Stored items

[Start of Attachment]

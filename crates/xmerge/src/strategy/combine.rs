//! The combine strategy: attribute union plus recursive child merge.

use xmerge_xml::{Attribute, Document, NodeId, NodeKind};

use super::{Strategy, document_error};
use crate::error::MergeResult;
use crate::node::MergeNode;

impl Strategy<'_> {
    pub(super) fn combine(
        &mut self,
        template: &MergeNode<'_>,
        target: &mut Document,
        target_node: NodeId,
    ) -> MergeResult<()> {
        self.combine_attributes(template, target, target_node)?;
        self.combine_children(template, target, target_node)
    }

    fn combine_attributes(
        &mut self,
        template: &MergeNode<'_>,
        target: &mut Document,
        target_node: NodeId,
    ) -> MergeResult<()> {
        let wrap = || document_error("combine attributes of", template);
        for attribute in template.attributes().filter(|a| !a.is_reserved()) {
            let attribute = attribute.attribute();
            match attribute.declared_prefix() {
                // Default namespace declarations would change the namespace of
                // the target element itself.
                Some(None) => {}
                Some(Some(prefix)) => {
                    if target.lookup_namespace_uri(target_node, Some(prefix)).is_none() {
                        target
                            .set_attribute(target_node, attribute.clone())
                            .map_err(wrap())?;
                    }
                }
                None => {
                    let attribute = bind_prefix(target, target_node, attribute).map_err(wrap())?;
                    target
                        .set_attribute(target_node, attribute)
                        .map_err(wrap())?;
                }
            }
        }
        Ok(())
    }

    fn combine_children(
        &mut self,
        template: &MergeNode<'_>,
        target: &mut Document,
        target_node: NodeId,
    ) -> MergeResult<()> {
        let document = template.document();
        for &child in document.children(template.id()) {
            match document.kind(child) {
                NodeKind::Element(_) => {
                    let Some(child) = MergeNode::new(document, child, template.vocabulary()) else {
                        continue;
                    };
                    let kind = child.strategy()?.unwrap_or(self.options.default_strategy);
                    match self
                        .matcher
                        .match_element(&child, target, target_node, self.context)?
                    {
                        Some(matched) => self.for_child(kind).merge_node(&child, target, matched)?,
                        None => self.append_whole(&child, target, target_node)?,
                    }
                }
                NodeKind::Text(text) | NodeKind::CData(text) if !text.trim().is_empty() => {
                    replace_text(document, child, text.trim(), target, target_node)
                        .map_err(document_error("combine text of", template))?;
                }
                _ => {}
            }
        }
        Ok(())
    }
}

/// Put the template text into the first non-blank text of the target, or
/// append a copy of the template text node if there is none.
fn replace_text(
    template: &Document,
    template_text: NodeId,
    text: &str,
    target: &mut Document,
    target_node: NodeId,
) -> xmerge_xml::Result<()> {
    let existing = target.children(target_node).iter().copied().find(|c| {
        target
            .text(*c)
            .is_some_and(|existing| !existing.trim().is_empty())
    });
    match existing {
        Some(existing) => target.set_text(existing, text),
        None => {
            let copy = target.import_node(template, template_text)?;
            target.append_child(target_node, copy)
        }
    }
}

/// Rewrite a namespaced attribute so its prefix resolves to its namespace at
/// `node`, declaring the namespace there if needed.
fn bind_prefix(
    target: &mut Document,
    node: NodeId,
    attribute: &Attribute,
) -> xmerge_xml::Result<Attribute> {
    let (Some(prefix), Some(namespace)) = (attribute.prefix.as_deref(), attribute.namespace.as_deref())
    else {
        return Ok(attribute.clone());
    };
    if target.lookup_namespace_uri(node, Some(prefix)) == Some(namespace) {
        return Ok(attribute.clone());
    }
    let bound = target.lookup_prefix(node, namespace).map(str::to_string);
    let prefix = match bound {
        Some(bound) => bound,
        None => {
            let prefix = if target.lookup_namespace_uri(node, Some(prefix)).is_none() {
                prefix.to_string()
            } else {
                (0..)
                    .map(|i| format!("ns{}", i))
                    .find(|p| target.lookup_namespace_uri(node, Some(p.as_str())).is_none())
                    .unwrap_or_default()
            };
            target.set_attribute(node, Attribute::namespace_declaration(Some(&prefix), namespace))?;
            prefix
        }
    };
    Ok(Attribute::namespaced(
        &prefix,
        attribute.local_name.clone(),
        namespace,
        attribute.value.clone(),
    ))
}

[End of Attachment]

Without changing a word, write out each entry again.

-- SOLUTION TO THE PROBLEM --
filename crates/xmerge/src/strategy/combine.rs
//! The combine strategy: attribute union plus recursive child merge.

use xmerge_xml::{Attribute, Document, NodeId, NodeKind};

use super::{Strategy, document_error};
use crate::error::MergeResult;
use crate::node::MergeNode;

impl Strategy<'_> {
    pub(super) fn combine(
        &mut self,
        template: &MergeNode<'_>,
        target: &mut Document,
        target_node: NodeId,
    ) -> MergeResult<()> {
        self.combine_attributes(template, target, target_node)?;
        self.combine_children(template, target, target_node)
    }

    fn combine_attributes(
        &mut self,
        template: &MergeNode<'_>,
        target: &mut Document,
        target_node: NodeId,
    ) -> MergeResult<()> {
        let wrap = || document_error("combine attributes of", template);
        for attribute in template.attributes().filter(|a| !a.is_reserved()) {
            let attribute = attribute.attribute();
            match attribute.declared_prefix() {
                // Default namespace declarations would change the namespace of
                // the target element itself.
                Some(None) => {}
                Some(Some(prefix)) => {
                    if target.lookup_namespace_uri(target_node, Some(prefix)).is_none() {
                        target
                            .set_attribute(target_node, attribute.clone())
                            .map_err(wrap())?;
                    }
                }
                None => {
                    let attribute = bind_prefix(target, target_node, attribute).map_err(wrap())?;
                    target
                        .set_attribute(target_node, attribute)
                        .map_err(wrap())?;
                }
            }
        }
        Ok(())
    }

    fn combine_children(
        &mut self,
        template: &MergeNode<'_>,
        target: &mut Document,
        target_node: NodeId,
    ) -> MergeResult<()> {
        let document = template.document();
        for &child in document.children(template.id()) {
            match document.kind(child) {
                NodeKind::Element(_) => {
                    let Some(child) = MergeNode::new(document, child, template.vocabulary()) else {
                        continue;
                    };
                    let kind = child.strategy()?.unwrap_or(self.options.default_strategy);
                    match self
                        .matcher
                        .match_element(&child, target, target_node, self.context)?
                    {
                        Some(matched) => self.for_child(kind).merge_node(&child, target, matched)?,
                        None => self.append_whole(&child, target, target_node)?,
                    }
                }
                NodeKind::Text(text) | NodeKind::CData(text) if !text.trim().is_empty() => {
                    replace_text(document, child, text.trim(), target, target_node)
                        .map_err(document_error("combine text of", template))?;
                }
                _ => {}
            }
        }
        Ok(())
    }
}

/// Put the template text into the first non-blank text of the target, or
/// append a copy of the template text node if there is none.
fn replace_text(
    template: &Document,
    template_text: NodeId,
    text: &str,
    target: &mut Document,
    target_node: NodeId,
) -> xmerge_xml::Result<()> {
    let existing = target.children(target_node).iter().copied().find(|c| {
        target
            .text(*c)
            .is_some_and(|existing| !existing.trim().is_empty())
    });
    match existing {
        Some(existing) => target.set_text(existing, text),
        None => {
            let copy = target.import_node(template, template_text)?;
            target.append_child(target_node, copy)
        }
    }
}

/// Rewrite a namespaced attribute so its prefix resolves to its namespace at
/// `node`, declaring the namespace there if needed.
fn bind_prefix(
    target: &mut Document,
    node: NodeId,
    attribute: &Attribute,
) -> xmerge_xml::Result<Attribute> {
    let (Some(prefix), Some(namespace)) = (attribute.prefix.as_deref(), attribute.namespace.as_deref())
    else {
        return Ok(attribute.clone());
    };
    if target.lookup_namespace_uri(node, Some(prefix)) == Some(namespace) {
        return Ok(attribute.clone());
    }
    let bound = target.lookup_prefix(node, namespace).map(str::to_string);
    let prefix = match bound {
        Some(bound) => bound,
        None => {
            let prefix = if target.lookup_namespace_uri(node, Some(prefix)).is_none() {
                prefix.to_string()
            } else {
                (0..)
                    .map(|i| format!("ns{}", i))
                    .find(|p| target.lookup_namespace_uri(node, Some(p.as_str())).is_none())
                    .unwrap_or_default()
            };
            target.set_attribute(node, Attribute::namespace_declaration(Some(&prefix), namespace))?;
            prefix
        }
    };
    Ok(Attribute::namespaced(
        &prefix,
        attribute.local_name.clone(),
        namespace,
        attribute.value.clone(),
    ))
}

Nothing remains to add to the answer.